Update (1/22 @13:29): Reuters reports that 11 Attorneys General are geared to sue the Government after it is signed.  The full story is at the bottom.

Health Care Legislation: Here Come the Lawsuits

Monday, March 22, 2010
By Susan Jones, Senior Editor

(CNSNews.com) – The American Center for Law and Justice, a conservative civil liberties group, says it is preparing to file a federal lawsuit challenging the “flawed” health care package that passed the House 219-212 on Sunday night.

The law “fails the American people and does not provide permanent protections for the life of the unborn,” the group said in a Sunday night news release.

The ACLJ said it would file a lawsuit “soon” in federal court, challenging the forced mandate that penalizes Americans who choose not to participate in universal health care. “That is unconstitutional, and we believe ultimately it will be overturned by the courts,” it said.

“The fact remains that the actual health care bill just approved does fund abortion,” ACLJ said.

“Those self-proclaimed pro-life Democrats put their trust in an executive order — subject to being rescinded by the president — a move that is not only short-sighted but does not provide the guarantees and pro-life protections secured by statutory language in a law approved by Congress.”

Which President Obama do you believe? ACLJ asked: The president who repeatedly and publicly opposed the pro-life language in the earlier House-passed bill, or the president who now promises an Executive Order to secure the votes he needed to pass a very dangerous health care package?

ACLJ noted that an executive order “is not a legislative fix and does not carry the force of congressionally approved legislation.  It does not supersede law.  It can be rescinded.”

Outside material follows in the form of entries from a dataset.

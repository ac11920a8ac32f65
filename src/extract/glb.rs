use super::{texture_file_name, ExtractReport};
use crate::error::{Error, PathContext, Result};
use base64::Engine;
use gltf::image::Source;
use std::path::Path;

const PNG_MIME: &str = "image/png";

/// Bytes of one image and its mime type, if it is embedded in the file.
enum Payload {
    Embedded(Vec<u8>, Option<String>),
    External(String),
}

/// Splits a `data:` URI into its mime type and decoded bytes.
fn decode_data_uri(uri: &str) -> Option<(Option<String>, Vec<u8>)> {
    let rest = uri.strip_prefix("data:")?;
    let (header, data) = rest.split_once(',')?;
    let mut parts = header.split(';');
    let mime = parts.next().filter(|m| !m.is_empty()).map(String::from);
    if !parts.any(|p| p == "base64") {
        return None;
    }
    let bytes = base64::engine::general_purpose::STANDARD.decode(data).ok()?;
    Some((mime, bytes))
}

fn payload(image: &gltf::Image, buffers: &[gltf::buffer::Data]) -> std::result::Result<Payload, String> {
    match image.source() {
        Source::View { view, mime_type } => {
            let Some(buf) = buffers.get(view.buffer().index()) else {
                return Err(format!("missing buffer {}", view.buffer().index()));
            };
            let start = view.offset();
            let bytes = start
                .checked_add(view.length())
                .and_then(|end| buf.get(start..end));
            let Some(bytes) = bytes else {
                return Err(format!("buffer view {} is out of bounds", view.index()));
            };
            Ok(Payload::Embedded(bytes.to_vec(), Some(mime_type.to_string())))
        }
        Source::Uri { uri, mime_type } if uri.starts_with("data:") => {
            let Some((uri_mime, bytes)) = decode_data_uri(uri) else {
                return Err(String::from("malformed data URI"));
            };
            Ok(Payload::Embedded(bytes, uri_mime.or(mime_type.map(String::from))))
        }
        Source::Uri { uri, .. } => Ok(Payload::External(uri.to_string())),
    }
}

/// Writes `bytes` as a PNG, re-encoding anything that is not already one.
fn write_png(bytes: &[u8], mime: Option<&str>, dst: &Path) -> Result<()> {
    if mime == Some(PNG_MIME) {
        std::fs::write(dst, bytes).at(dst)?;
        return Ok(());
    }
    let img = image::load_from_memory(bytes)?;
    img.save_with_format(dst, image::ImageFormat::Png)?;
    Ok(())
}

/// Extracts every embedded image of a GLB/glTF file into `out_dir`.
pub fn extract(scene: &Path, out_dir: &Path) -> Result<ExtractReport> {
    let gltf::Gltf { document, blob } = gltf::Gltf::open(scene)?;
    let buffers = gltf::import_buffers(&document, scene.parent(), blob)?;

    let materials = document
        .materials()
        .enumerate()
        .map(|(i, m)| m.name().map(String::from).unwrap_or_else(|| format!("mat_{i}")))
        .collect();
    let mut report = ExtractReport {
        materials,
        ..Default::default()
    };
    for m in &report.materials {
        log::debug!("Material: {m}");
    }

    let num_images = document.images().len();
    if num_images == 0 {
        log::info!("No images found in {}", scene.display());
        return Ok(report);
    }
    log::info!("Found {num_images} images in {}", scene.display());

    for image in document.images() {
        let i = image.index();
        let file_name = texture_file_name(image.name(), i);
        let dst = out_dir.join(&file_name);

        let (bytes, mime) = match payload(&image, &buffers) {
            Ok(Payload::Embedded(bytes, mime)) => (bytes, mime),
            Ok(Payload::External(uri)) => {
                log::info!("Image {i} references external file: {uri}");
                report.external.push(uri);
                continue;
            }
            Err(e) => {
                log::warn!("Error extracting image {i}: {e}");
                report.failed.push((file_name, e));
                continue;
            }
        };
        if std::fs::exists(&dst).at(&dst)? {
            log::debug!("{file_name} already exists, skipping");
            report.existing.push(dst);
            continue;
        }
        match write_png(&bytes, mime.as_deref(), &dst) {
            Ok(()) => {
                log::info!("Extracted {file_name}");
                report.saved.push(dst);
            }
            Err(e @ (Error::Image(_) | Error::File(..))) => {
                log::warn!("Error extracting image {i}: {e}");
                report.failed.push((file_name, e.to_string()));
            }
            Err(e) => return Err(e),
        }
    }
    Ok(report)
}

#[test]
fn test_decode_data_uri() {
    let (mime, bytes) = decode_data_uri("data:image/png;base64,AAEC").unwrap();
    assert_eq!(mime.as_deref(), Some("image/png"));
    assert_eq!(bytes, [0, 1, 2]);

    let (mime, _) = decode_data_uri("data:;base64,AAEC").unwrap();
    assert_eq!(mime, None);

    assert!(decode_data_uri("data:image/png,raw").is_none());
    assert!(decode_data_uri("textures/a.png").is_none());
}
use crate::config::Config;
use crate::error::Result;
use clap::Args;
use std::path::PathBuf;

/// Flags shared by every step, applied on top of the config file.
#[derive(Args, Debug, Clone, Default)]
pub struct CommonArgs {
    /// TOML file with paths and naming conventions
    #[arg(short, long, value_name = "FILE")]
    pub config: Option<PathBuf>,

    /// Directory relative paths are resolved against
    #[arg(short, long, value_name = "DIR")]
    pub work_dir: Option<PathBuf>,

    /// Model name, the MTL file is <MODEL>.mtl
    #[arg(short, long)]
    pub model: Option<String>,
}

impl CommonArgs {
    pub fn config(&self) -> Result<Config> {
        let mut cfg = match &self.config {
            Some(p) => Config::load(p)?,
            None => Config::default(),
        };
        if let Some(d) = &self.work_dir {
            cfg.work_dir = d.clone();
        }
        if let Some(m) = &self.model {
            cfg.model = m.clone();
        }
        Ok(cfg)
    }
}

/// Logs at `info` unless `RUST_LOG` says otherwise.
pub fn init_logging() {
    env_logger::Builder::from_env(env_logger::Env::default().default_filter_or("info"))
        .format_timestamp(None)
        .init();
}

#[test]
fn test_flags_override_defaults() {
    let args = CommonArgs {
        config: None,
        work_dir: Some(PathBuf::from("/models")),
        model: Some(String::from("ValeroWA02C")),
    };
    let cfg = args.config().unwrap();
    assert_eq!(cfg.mtl_path(), PathBuf::from("/models/ValeroWA02C.mtl"));
    assert_eq!(cfg.naming, crate::config::Naming::default());
}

Another concern, the group said, is that the executive order promised by President Obama will put Health and Human Services Secretary Kathleen Sebelius in charge of the funding process – and she is a cabinet member “who has a long and documented history of supporting abortion.”

also:

Virginia Is First to Announce Lawsuit Over Health-Care Bill

Monday, March 22, 2010
By Bob Lewis, Associated Press

Richmond, Va. (AP) – Less than eight hours after Congress passed sweeping healthcare reforms, Virginia’s Attorney General became the first to announce a legal challenge against it.

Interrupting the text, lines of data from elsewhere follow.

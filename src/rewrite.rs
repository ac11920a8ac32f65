use crate::config::Naming;
use crate::error::{PathContext, Result};
use crate::matcher::TextureMap;
use crate::mtl;
use std::fs::File;
use std::io::{BufRead, BufReader, BufWriter, Write};
use std::path::{Path, PathBuf};

/// `dir/name.mtl` -> `dir/name<suffix>.mtl`
pub fn updated_path(p: impl AsRef<Path>, suffix: &str) -> PathBuf {
    let p = p.as_ref();
    let stem = p.file_stem().map(|s| s.to_string_lossy()).unwrap_or_default();
    let name = match p.extension() {
        Some(ext) => format!("{stem}{suffix}.{}", ext.to_string_lossy()),
        None => format!("{stem}{suffix}"),
    };
    p.with_file_name(name)
}

/// State carried from line to line while rewriting.
#[derive(Debug, Default, Clone, PartialEq, Eq)]
pub struct Rewriter {
    /// Most recent `newmtl` name.
    curr_mtl: Option<String>,
    /// Number of lines inserted so far.
    pub inserted: usize,
}

impl Rewriter {
    /// Feeds one raw line (with its terminator, if any).
    /// Returns the line to insert right after it.
    pub fn step(&mut self, l: &str, textures: &TextureMap, naming: &Naming) -> Option<String> {
        if l.starts_with(mtl::NEWMTL) {
            self.curr_mtl = mtl::declared_material(l).map(String::from);
            return None;
        }
        if !mtl::is_illum(l) {
            return None;
        }
        let name = self.curr_mtl.as_deref()?;
        if !textures.contains_key(name) {
            return None;
        }
        self.inserted += 1;
        let eol = if l.ends_with("\r\n") { "\r\n" } else { "\n" };
        Some(format!(
            "{} {}{eol}",
            naming.map_keyword,
            naming.renamed_texture(name)
        ))
    }
}

/// Copies `src` to `dst` line by line, adding a diffuse map line after the
/// `illum` line of every material in `textures`. Returns the number of lines added.
pub fn rewrite(
    mut src: impl BufRead,
    mut dst: impl Write,
    textures: &TextureMap,
    naming: &Naming,
) -> Result<usize> {
    let mut state = Rewriter::default();
    let mut l = String::new();
    loop {
        l.clear();
        if src.read_line(&mut l)? == 0 {
            break;
        }
        dst.write_all(l.as_bytes())?;
        if let Some(extra) = state.step(&l, textures, naming) {
            // a final `illum` line without a newline still needs one before the map
            if !l.ends_with('\n') {
                dst.write_all(b"\n")?;
            }
            dst.write_all(extra.as_bytes())?;
        }
    }
    dst.flush()?;
    Ok(state.inserted)
}

/// Writes the rewritten copy of `src_path` to `dst_path`. The source is not modified.
pub fn rewrite_file(
    src_path: impl AsRef<Path>,
    dst_path: impl AsRef<Path>,
    textures: &TextureMap,
    naming: &Naming,
) -> Result<usize> {
    let (src_path, dst_path) = (src_path.as_ref(), dst_path.as_ref());
    let src = BufReader::new(File::open(src_path).at(src_path)?);
    let dst = BufWriter::new(File::create(dst_path).at(dst_path)?);
    let n = rewrite(src, dst, textures, naming)?;
    log::info!("Updated MTL file saved as: {}", dst_path.display());
    Ok(n)
}

#[cfg(test)]
fn rewrite_str(src: &str, mapped: &[&str]) -> String {
    let naming = Naming::default();
    let textures: TextureMap = mapped
        .iter()
        .map(|m| (m.to_string(), String::from("unused.png")))
        .collect();
    let mut out = vec![];
    rewrite(src.as_bytes(), &mut out, &textures, &naming).unwrap();
    String::from_utf8(out).unwrap()
}

#[test]
fn test_insert_after_illum() {
    let src = "newmtl Material_0.1000\nKd 1 1 1\nillum 2\n";
    assert_eq!(
        rewrite_str(src, &["Material_0.1000"]),
        "newmtl Material_0.1000\nKd 1 1 1\nillum 2\nmap_Kd Material_0.1000.png\n"
    );
}

#[test]
fn test_unmapped_untouched() {
    let src = "# c\nnewmtl A\nillum 2\n\nnewmtl B\nNs 1\nillum 1\nnewmtl C\nKd 0 0 0\n";
    assert_eq!(rewrite_str(src, &[]), src);
    assert_eq!(
        rewrite_str(src, &["B", "C"]),
        "# c\nnewmtl A\nillum 2\n\nnewmtl B\nNs 1\nillum 1\nmap_Kd B.png\nnewmtl C\nKd 0 0 0\n"
    );
}

#[test]
fn test_illum_before_any_material() {
    assert_eq!(rewrite_str("illum 2\nnewmtl A\n", &["A"]), "illum 2\nnewmtl A\n");
}

#[test]
fn test_line_endings_preserved() {
    assert_eq!(
        rewrite_str("newmtl A\r\nillum 2\r\n", &["A"]),
        "newmtl A\r\nillum 2\r\nmap_Kd A.png\r\n"
    );
    assert_eq!(
        rewrite_str("newmtl A\nillum 2", &["A"]),
        "newmtl A\nillum 2\nmap_Kd A.png\n"
    );
}

#[test]
fn test_updated_path() {
    assert_eq!(
        updated_path("dir/Valero.mtl", "_updated"),
        Path::new("dir/Valero_updated.mtl")
    );
    assert_eq!(
        updated_path("a.mtl.d/x.mtl", "_new"),
        Path::new("a.mtl.d/x_new.mtl")
    );
    assert_eq!(updated_path("noext", "_u"), Path::new("noext_u"));
}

Republican Ken Cuccinelli said early Monday that he will file a court challenge against what he and other conservatives decry as an unconstitutional overreach of federal authority.

Cuccinelli said he would file the lawsuit as soon as President Barack Obama signs the bill passed Sunday night into law.

Earlier this month, Virginia became the first state to finish legislative passage of a law that bucks any effort by President Barack Obama and an allied Democratic Congress to impose federal health care reform in the states.

Similar measures were filed or proposed in 34 other state legislatures.

Cuccinelli is expected to argue that the bill, with its mandate that requires nearly every American to be insured by 2014, violates the commerce clause of the U.S. Constitution. The attorney general’s office will file suit once President Barack Obama signs the bill into law, which could occur early this week.

“At no time in our history has the government mandated its citizens buy a good or service,” Cuccinelli said in a statement Sunday night.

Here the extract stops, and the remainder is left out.